[Opening Dataset section]
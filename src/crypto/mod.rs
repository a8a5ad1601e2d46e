//! Cryptographic utilities
//!
//! This module provides:
//! - SHA-256, double SHA-256 and HASH160
//! - ECDSA key management (secp256k1) with DER signatures
//! - Base58Check pay-to-key addresses

pub mod hash;
pub mod keys;

pub use hash::{double_sha256, double_sha256_hex, hash160, sha256, sha256_hex};
pub use keys::{
    sign_digest, verify_signature, Address, KeyError, KeyPair,
    COMPRESSED_PUBKEY_LEN, MAINNET_ADDRESS_VERSION, MAX_DER_SIGNATURE_LEN,
    TESTNET_ADDRESS_VERSION,
};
[Closing Dataset section]
▶ What the task requires:
Give every entry again, character for character.

▶ Answer:
filename src/crypto/mod.rs
repository a8a5ad1601e2d46e
//! Cryptographic utilities
//!
//! This module provides:
//! - SHA-256, double SHA-256 and HASH160
//! - ECDSA key management (secp256k1) with DER signatures
//! - Base58Check pay-to-key addresses

pub mod hash;
pub mod keys;

pub use hash::{double_sha256, double_sha256_hex, hash160, sha256, sha256_hex};
pub use keys::{
    sign_digest, verify_signature, Address, KeyError, KeyPair,
    COMPRESSED_PUBKEY_LEN, MAINNET_ADDRESS_VERSION, MAX_DER_SIGNATURE_LEN,
    TESTNET_ADDRESS_VERSION,
};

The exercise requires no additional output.